Als die Girondisten 1793 entmachtet wurden und die radikalen Jakobiner begannen, die Ideen der Revolution in einem Meer von Blut zu ertränken, fasste Charlotte Corday einen Entschluss: Sie wollte, nein, sie musste Jean Paul Marat, einen der Führer der Jakobiner und den in ihren Augen an der Schreckensherrschaft Schuldigen, töten.
Ursprünglich wollte sie Marat am 14. Juli im Nationalkonvent erstechen, um ihrer Tat größtmögliche Aufmerksamkeit zu sichern. Als sie erfuhr, dass Marat nicht im Konvent erscheinen würde, verschaffte sie sich am Abend des 13. Juli Zutritt zu seiner Wohnung in der Pariser Rue des Cordeliers, wo sie Marat in der Badewanne antraf.
Nach einer kurzen Unterredung zog sie ein Küchenmesser und stach ihn in die Brust.

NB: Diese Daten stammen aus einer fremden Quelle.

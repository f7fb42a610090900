//! Recent activity feed shown on the dashboards.

use serde::Serialize;

use crate::user::UserRole;

/// One entry in a dashboard activity feed
#[derive(Debug, Clone, PartialEq, Eq, Serialize)]
pub struct Activity {
    #[serde(rename = "type")]
    pub kind: &'static str,
    pub title: &'static str,
    pub time: &'static str,
    pub icon: &'static str,
}

const fn activity(
    kind: &'static str,
    title: &'static str,
    time: &'static str,
    icon: &'static str,
) -> Activity {
    Activity {
        kind,
        title,
        time,
        icon,
    }
}

const DOCTOR_FEED: [Activity; 3] = [
    activity("appointment", "New appointment scheduled", "2 hours ago", "calendar"),
    activity("patient", "New patient registered", "5 hours ago", "user-plus"),
    activity("prescription", "Prescription reviewed", "1 day ago", "file-medical"),
];

const PATIENT_FEED: [Activity; 3] = [
    activity("appointment", "Upcoming appointment tomorrow", "In 1 day", "calendar"),
    activity("prescription", "New prescription added", "2 days ago", "pills"),
    activity("test", "Lab test results ready", "3 days ago", "flask"),
];

/// Fixed feed for the given role. Placeholder data, not derived from records.
pub fn recent_activities(role: UserRole) -> &'static [Activity] {
    match role {
        UserRole::Doctor => &DOCTOR_FEED,
        UserRole::Patient => &PATIENT_FEED,
    }
}
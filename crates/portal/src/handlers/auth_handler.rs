//! Signup, login and logout handlers.

use axum::{
    extract::State,
    response::{IntoResponse, Redirect, Response},
};
use tracing::info;

use common::{AppError, AppResult};
use domain::{FormErrors, LoginForm, SignupForm};

use super::render_page;
use crate::extractors::FormData;
use crate::middleware::{FlashLevel, SessionHandle};
use crate::routes::{dashboard_for, LOGIN_PATH};
use crate::state::AppState;
use crate::views::{FormPage, FormView, Page};

fn render_signup(
    state: &AppState,
    session: &SessionHandle,
    form: &SignupForm,
    errors: &FormErrors,
) -> AppResult<Response> {
    let body = FormPage {
        form: FormView::new(form, errors),
    };
    render_page(state, session, Page::Signup, None, &body)
}

fn render_login(
    state: &AppState,
    session: &SessionHandle,
    form: &LoginForm,
    errors: &FormErrors,
) -> AppResult<Response> {
    let body = FormPage {
        form: FormView::new(form, errors),
    };
    render_page(state, session, Page::Login, None, &body)
}

/// Push one error notification per problem and re-render the signup form.
fn reject_signup(
    state: &AppState,
    session: &SessionHandle,
    form: &SignupForm,
    errors: &FormErrors,
) -> AppResult<Response> {
    for line in errors.notifications() {
        session.flash(FlashLevel::Error, line);
    }
    render_signup(state, session, form, errors)
}

/// GET /signup/
pub async fn signup_form(
    State(state): State<AppState>,
    session: SessionHandle,
) -> AppResult<Response> {
    render_signup(&state, &session, &SignupForm::default(), &FormErrors::new())
}

/// POST /signup/
pub async fn signup(
    State(state): State<AppState>,
    session: SessionHandle,
    data: FormData,
) -> AppResult<Response> {
    let mut form: SignupForm = data.parse()?;
    let mut errors = state.accounts.check_signup(&mut form).await?;

    let picture = match data.file("profile_picture") {
        Some(file) => match state.media.inspect(file).await {
            Ok(format) => Some((file, format)),
            Err(picture_errors) => {
                errors.extend(picture_errors);
                None
            }
        },
        None => None,
    };

    if !errors.is_empty() {
        return reject_signup(&state, &session, &form, &errors);
    }

    let picture_path = match picture {
        Some((file, format)) => Some(state.media.save(file, format).await?),
        None => None,
    };

    let result = state
        .accounts
        .register(form.clone(), picture_path.clone())
        .await;
    if let (Err(_), Some(path)) = (&result, &picture_path) {
        state.media.remove(path).await;
    }

    match result {
        Ok(user) => {
            session.login(user.id, user.role);
            session.flash(FlashLevel::Success, "Account created successfully!");
            info!(user_id = %user.id, "User signed up");
            Ok(Redirect::to(dashboard_for(user.role)).into_response())
        }
        Err(AppError::Form(errors)) => reject_signup(&state, &session, &form, &errors),
        Err(e) => Err(e),
    }
}

/// GET /login/
pub async fn login_form(
    State(state): State<AppState>,
    session: SessionHandle,
) -> AppResult<Response> {
    if let Some(role) = session.role() {
        return Ok(Redirect::to(dashboard_for(role)).into_response());
    }
    render_login(&state, &session, &LoginForm::default(), &FormErrors::new())
}

/// POST /login/
pub async fn login(
    State(state): State<AppState>,
    session: SessionHandle,
    data: FormData,
) -> AppResult<Response> {
    if let Some(role) = session.role() {
        return Ok(Redirect::to(dashboard_for(role)).into_response());
    }

    let mut form: LoginForm = data.parse()?;
    let errors = form.clean();
    if !errors.is_empty() {
        return render_login(&state, &session, &form, &errors);
    }

    match state.accounts.authenticate(&form).await {
        Ok(user) => {
            session.login(user.id, user.role);
            session.flash(
                FlashLevel::Success,
                format!("Welcome back, {}!", user.full_name()),
            );
            info!(user_id = %user.id, "User logged in");
            Ok(Redirect::to(dashboard_for(user.role)).into_response())
        }
        Err(AppError::InvalidCredentials) => {
            session.flash(FlashLevel::Error, AppError::InvalidCredentials.to_string());
            render_login(&state, &session, &form, &FormErrors::new())
        }
        Err(e) => Err(e),
    }
}

/// GET /logout/
pub async fn logout(session: SessionHandle) -> Redirect {
    if let Some(user_id) = session.user_id() {
        info!(user_id = %user_id, "User logged out");
    }
    session.logout();
    session.flash(FlashLevel::Success, "You have been logged out successfully.");
    Redirect::to(LOGIN_PATH)
}
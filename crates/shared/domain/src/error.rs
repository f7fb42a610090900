//! Domain-level errors.
//!
//! These errors represent business rule violations and domain logic failures.
//! They are independent of infrastructure concerns (HTTP, database, sessions).

use thiserror::Error;

/// Domain-specific errors for business rule violations.
#[derive(Error, Debug, Clone)]
pub enum DomainError {
    /// Validation failed for a field or input
    #[error("Validation error: {0}")]
    Validation(String),

    /// Password-related errors
    #[error("Password error: {0}")]
    Password(String),

    /// Internal domain error
    #[error("Internal error: {0}")]
    Internal(String),
}

impl DomainError {
    /// Create a validation error
    pub fn validation(msg: impl Into<String>) -> Self {
        DomainError::Validation(msg.into())
    }

    /// Create a password error
    pub fn password(msg: impl Into<String>) -> Self {
        DomainError::Password(msg.into())
    }

    /// Create an internal error
    pub fn internal(msg: impl Into<String>) -> Self {
        DomainError::Internal(msg.into())
    }
}

/// Result type alias for domain operations
pub type DomainResult<T> = Result<T, DomainError>;
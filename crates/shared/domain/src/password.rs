//! Password value object - hashing, verification and strength rules.

use argon2::{
    password_hash::{rand_core::OsRng, PasswordHash, PasswordHasher, PasswordVerifier, SaltString},
    Argon2,
};

use crate::constants::{MIN_PASSWORD_LENGTH, MSG_PASSWORD_NUMERIC};
use crate::error::{DomainError, DomainResult};

/// Password value object that handles hashing and verification.
///
/// Only the Argon2 PHC string is ever held; the plain text is dropped
/// as soon as it has been hashed.
#[derive(Clone)]
pub struct Password {
    hash: String,
}

// Don't expose hash in debug output
impl std::fmt::Debug for Password {
    fn fmt(&self, f: &mut std::fmt::Formatter<'_>) -> std::fmt::Result {
        f.debug_struct("Password")
            .field("hash", &"[REDACTED]")
            .finish()
    }
}

impl Password {
    /// Hash a plain text password after checking the strength rules.
    ///
    /// # Errors
    /// Returns a password error listing every violated rule.
    pub fn new(plain_text: &str) -> DomainResult<Self> {
        let problems = Self::strength_errors(plain_text);
        if !problems.is_empty() {
            return Err(DomainError::password(problems.join(" ")));
        }

        let hash = Self::hash(plain_text)?;
        Ok(Self { hash })
    }

    /// Create a Password from an existing hash (from database).
    pub fn from_hash(hash: impl Into<String>) -> Self {
        Self { hash: hash.into() }
    }

    /// Messages for every strength rule the candidate password breaks.
    pub fn strength_errors(plain_text: &str) -> Vec<String> {
        let mut problems = Vec::new();

        if plain_text.chars().count() < MIN_PASSWORD_LENGTH {
            problems.push(format!(
                "This password is too short. It must contain at least {} characters.",
                MIN_PASSWORD_LENGTH
            ));
        }
        if !plain_text.is_empty() && plain_text.chars().all(|c| c.is_ascii_digit()) {
            problems.push(MSG_PASSWORD_NUMERIC.to_string());
        }

        problems
    }

    /// Get the hash string for storage.
    pub fn as_str(&self) -> &str {
        &self.hash
    }

    /// Consume and return the hash string.
    pub fn into_string(self) -> String {
        self.hash
    }

    /// Verify a plain text password against this hash.
    pub fn verify(&self, plain_text: &str) -> bool {
        Self::verify_hash(plain_text, &self.hash).unwrap_or(false)
    }

    fn hash(plain_text: &str) -> DomainResult<String> {
        let salt = SaltString::generate(&mut OsRng);
        let hash = Self::argon2()
            .hash_password(plain_text.as_bytes(), &salt)
            .map_err(|e| DomainError::internal(format!("Password hash failed: {}", e)))?;
        Ok(hash.to_string())
    }

    fn verify_hash(plain_text: &str, hash: &str) -> DomainResult<bool> {
        let parsed = PasswordHash::new(hash)
            .map_err(|e| DomainError::internal(format!("Invalid hash format: {}", e)))?;
        Ok(Self::argon2()
            .verify_password(plain_text.as_bytes(), &parsed)
            .is_ok())
    }

    #[inline]
    fn argon2() -> Argon2<'static> {
        Argon2::default()
    }
}

impl From<Password> for String {
    fn from(password: Password) -> Self {
        password.hash
    }
}

impl PartialEq for Password {
    fn eq(&self, other: &Self) -> bool {
        self.hash == other.hash
    }
}

impl Eq for Password {}

#[cfg(test)]
mod tests {
    use super::*;

    #[test]
    fn test_password_hash_and_verify() {
        let plain = "SecurePassword123!";
        let password = Password::new(plain).unwrap();

        assert!(password.verify(plain));
        assert!(!password.verify("WrongPassword123"));
    }

    #[test]
    fn test_password_from_hash() {
        let plain = "TestPassword123";
        let password = Password::new(plain).unwrap();
        let hash = password.as_str().to_string();

        let restored = Password::from_hash(hash);
        assert!(restored.verify(plain));
    }

    #[test]
    fn test_same_password_different_salts() {
        let plain = "SamePassword123";
        let pass1 = Password::new(plain).unwrap();
        let pass2 = Password::new(plain).unwrap();

        assert_ne!(pass1.as_str(), pass2.as_str());
        assert!(pass1.verify(plain));
        assert!(pass2.verify(plain));
    }

    #[test]
    fn test_password_too_short() {
        let result = Password::new("short");
        assert!(matches!(result, Err(DomainError::Password(_))));
    }

    #[test]
    fn test_password_minimum_length() {
        assert!(Password::new("abcd1234").is_ok());
    }

    #[test]
    fn test_entirely_numeric_password_rejected() {
        let problems = Password::strength_errors("1234567890");
        assert_eq!(problems, vec![MSG_PASSWORD_NUMERIC.to_string()]);
    }

    #[test]
    fn test_garbage_hash_never_verifies() {
        let stored = Password::from_hash("not-a-phc-string");
        assert!(!stored.verify("anything"));
    }
}
//! Custom request extractors.

mod form_data;

pub use form_data::{FormData, UploadedFile};
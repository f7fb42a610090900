//! Login guard for protected routes.

use axum::{
    extract::{Request, State},
    middleware::Next,
    response::{IntoResponse, Redirect, Response},
};
use tracing::debug;

use common::AppError;
use domain::User;

use super::session::SessionHandle;
use crate::routes::LOGIN_PATH;
use crate::state::AppState;

/// Authenticated user loaded by [`require_login`].
#[derive(Debug, Clone)]
pub struct CurrentUser(pub User);

/// Redirect anonymous visitors to the login page, otherwise load the user
/// into request extensions.
///
/// A session naming a user that no longer exists is cleared.
pub async fn require_login(
    State(state): State<AppState>,
    session: SessionHandle,
    mut request: Request,
    next: Next,
) -> Result<Response, AppError> {
    let Some(user_id) = session.user_id() else {
        debug!(path = %request.uri().path(), "Anonymous request to protected route");
        return Ok(Redirect::to(LOGIN_PATH).into_response());
    };

    let Some(user) = state.accounts.get_user(user_id).await? else {
        session.logout();
        return Ok(Redirect::to(LOGIN_PATH).into_response());
    };

    request.extensions_mut().insert(CurrentUser(user));

    Ok(next.run(request).await)
}
//! Cookie-backed sessions with a one-shot flash queue.
//!
//! `session_middleware` loads the session named by the cookie, exposes it to
//! handlers as a [`SessionHandle`] request extension and, once the handler
//! has run, persists any change and updates the cookie.

use std::sync::{Arc, Mutex, MutexGuard};

use axum::{
    async_trait,
    extract::{FromRequestParts, Request, State},
    http::request::Parts,
    middleware::Next,
    response::{IntoResponse, Response},
};
use axum_extra::extract::cookie::{Cookie, CookieJar, SameSite};
use serde::{Deserialize, Serialize};
use tracing::{debug, error};
use uuid::Uuid;

use common::AppError;
use domain::UserRole;

use crate::state::AppState;

/// Severity of a flash message, used as a CSS class by templates.
#[derive(Debug, Clone, Copy, PartialEq, Eq, Serialize, Deserialize)]
#[serde(rename_all = "lowercase")]
pub enum FlashLevel {
    Success,
    Error,
}

/// A notification shown once on the next rendered page.
#[derive(Debug, Clone, PartialEq, Eq, Serialize, Deserialize)]
pub struct Flash {
    pub level: FlashLevel,
    pub message: String,
}

/// Persisted session payload.
#[derive(Debug, Clone, Default, Serialize, Deserialize)]
pub struct SessionData {
    pub user_id: Option<Uuid>,
    pub role: Option<UserRole>,
    #[serde(default)]
    pub flashes: Vec<Flash>,
}

impl SessionData {
    fn is_empty(&self) -> bool {
        self.user_id.is_none() && self.flashes.is_empty()
    }
}

#[derive(Debug, Default)]
struct SessionInner {
    /// Cookie value of the loaded session; `None` once rotated or when new
    id: Option<String>,
    data: SessionData,
    dirty: bool,
    /// Session ids to remove from the store when the request finishes
    retired: Vec<String>,
}

/// Per-request view of the session. Clones share state.
#[derive(Debug, Clone, Default)]
pub struct SessionHandle {
    inner: Arc<Mutex<SessionInner>>,
}

impl SessionHandle {
    fn new(id: Option<String>, data: SessionData) -> Self {
        Self {
            inner: Arc::new(Mutex::new(SessionInner {
                id,
                data,
                ..SessionInner::default()
            })),
        }
    }

    fn lock(&self) -> MutexGuard<'_, SessionInner> {
        self.inner.lock().unwrap_or_else(|poisoned| poisoned.into_inner())
    }

    /// Authenticated user id, if any
    pub fn user_id(&self) -> Option<Uuid> {
        self.lock().data.user_id
    }

    /// Role recorded at login, if any
    pub fn role(&self) -> Option<UserRole> {
        self.lock().data.role
    }

    /// Bind the session to a user under a fresh id. Pending flashes survive.
    pub fn login(&self, user_id: Uuid, role: UserRole) {
        let mut inner = self.lock();
        if let Some(old) = inner.id.take() {
            inner.retired.push(old);
        }
        inner.data.user_id = Some(user_id);
        inner.data.role = Some(role);
        inner.dirty = true;
    }

    /// Drop all session data and rotate the id.
    pub fn logout(&self) {
        let mut inner = self.lock();
        if let Some(old) = inner.id.take() {
            inner.retired.push(old);
        }
        inner.data = SessionData::default();
        inner.dirty = true;
    }

    pub fn flash(&self, level: FlashLevel, message: impl Into<String>) {
        let mut inner = self.lock();
        inner.data.flashes.push(Flash {
            level,
            message: message.into(),
        });
        inner.dirty = true;
    }

    /// Drain the flash queue for rendering.
    pub fn take_flashes(&self) -> Vec<Flash> {
        let mut inner = self.lock();
        if inner.data.flashes.is_empty() {
            return Vec::new();
        }
        inner.dirty = true;
        std::mem::take(&mut inner.data.flashes)
    }

    fn finish(&self) -> SessionInner {
        std::mem::take(&mut *self.lock())
    }
}

#[async_trait]
impl<S> FromRequestParts<S> for SessionHandle
where
    S: Send + Sync,
{
    type Rejection = AppError;

    async fn from_request_parts(parts: &mut Parts, _state: &S) -> Result<Self, Self::Rejection> {
        parts
            .extensions
            .get::<SessionHandle>()
            .cloned()
            .ok_or_else(|| AppError::internal("session middleware not installed"))
    }
}

fn session_cookie(name: String, id: String, secure: bool) -> Cookie<'static> {
    Cookie::build((name, id))
        .path("/")
        .http_only(true)
        .same_site(SameSite::Lax)
        .secure(secure)
        .build()
}

/// Load the session before the handler runs and persist it afterwards.
///
/// Sessions loaded from a cookie are only ever updated in place, so a request
/// that outlives a concurrent logout cannot bring the old session back.
pub async fn session_middleware(
    State(state): State<AppState>,
    jar: CookieJar,
    mut request: Request,
    next: Next,
) -> Response {
    let cookie_name = state.config.session.cookie_name.clone();
    let existing = jar.get(&cookie_name).map(|c| c.value().to_string());

    let loaded = match &existing {
        Some(id) => match state.sessions.load(id).await {
            Ok(data) => data.map(|data| (id.clone(), data)),
            Err(e) => {
                error!("Failed to load session: {}", e);
                None
            }
        },
        None => None,
    };

    let handle = match loaded {
        Some((id, data)) => SessionHandle::new(Some(id), data),
        None => SessionHandle::default(),
    };
    request.extensions_mut().insert(handle.clone());

    let response = next.run(request).await;

    let SessionInner {
        id,
        data,
        dirty,
        retired,
    } = handle.finish();

    for old in &retired {
        if let Err(e) = state.sessions.destroy(old).await {
            error!("Failed to destroy session: {}", e);
        }
    }

    let jar = if data.is_empty() {
        if let Some(id) = &id {
            if dirty {
                if let Err(e) = state.sessions.destroy(id).await {
                    error!("Failed to destroy session: {}", e);
                }
            }
        }
        if existing.is_some() && (dirty || id.is_none()) {
            jar.remove(Cookie::build(cookie_name).path("/"))
        } else {
            jar
        }
    } else {
        let ttl = state.config.session.ttl_seconds;
        let secure = state.config.session.cookie_secure;
        match id {
            Some(_) if !dirty => jar,
            Some(id) => match state.sessions.update(&id, &data, ttl).await {
                Ok(true) => {
                    debug!("Session saved");
                    jar.add(session_cookie(cookie_name, id, secure))
                }
                Ok(false) => {
                    // Destroyed while this request ran, most likely by logout
                    debug!("Session ended mid-request, dropping write");
                    jar.remove(Cookie::build(cookie_name).path("/"))
                }
                Err(e) => {
                    error!("Failed to save session: {}", e);
                    return AppError::internal("session could not be saved").into_response();
                }
            },
            None => {
                let id = Uuid::new_v4().simple().to_string();
                match state.sessions.create(&id, &data, ttl).await {
                    Ok(true) => {
                        debug!("Session created");
                        jar.add(session_cookie(cookie_name, id, secure))
                    }
                    Ok(false) => {
                        error!("Session id collision");
                        return AppError::internal("session could not be saved").into_response();
                    }
                    Err(e) => {
                        error!("Failed to create session: {}", e);
                        return AppError::internal("session could not be saved").into_response();
                    }
                }
            }
        }
    };

    (jar, response).into_response()
}

#[cfg(test)]
mod tests {
    use super::*;

    #[test]
    fn test_login_rotates_id_and_keeps_flashes() {
        let handle = SessionHandle::new(Some("old".to_string()), SessionData::default());
        handle.flash(FlashLevel::Success, "hello");
        handle.login(Uuid::new_v4(), UserRole::Doctor);

        let inner = handle.finish();
        assert!(inner.id.is_none());
        assert_eq!(inner.retired, vec!["old".to_string()]);
        assert_eq!(inner.data.role, Some(UserRole::Doctor));
        assert_eq!(inner.data.flashes.len(), 1);
    }

    #[test]
    fn test_logout_clears_everything() {
        let data = SessionData {
            user_id: Some(Uuid::new_v4()),
            role: Some(UserRole::Patient),
            flashes: vec![Flash {
                level: FlashLevel::Error,
                message: "stale".to_string(),
            }],
        };
        let handle = SessionHandle::new(Some("old".to_string()), data);
        handle.logout();

        assert!(handle.user_id().is_none());
        assert!(handle.take_flashes().is_empty());
        assert!(handle.finish().dirty);
    }

    #[test]
    fn test_take_flashes_drains_once() {
        let handle = SessionHandle::default();
        handle.flash(FlashLevel::Success, "done");

        assert_eq!(handle.take_flashes().len(), 1);
        assert!(handle.take_flashes().is_empty());
    }

    #[test]
    fn test_untouched_session_is_clean() {
        let handle = SessionHandle::new(Some("id".to_string()), SessionData::default());
        let _ = handle.user_id();
        assert!(!handle.finish().dirty);
    }
}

Marat konnte noch seine Lebensgefährtin und Bedienstete zu Hilfe rufen, die Charlotte Corday an der Flucht hinderten. Er selbst starb an seinen schweren Verwundungen, kurz nachdem man ihn aus der Wanne gezogen hatte.
Die Attentäterin Charlotte Corday wurde vor dem Revolutionstribunal der Prozess gemacht. Gefasst nahm sie ihr Todesurteil entgegen und wurde vier Tage nach der Ermordung Marats durch die Guillotine hingerichtet.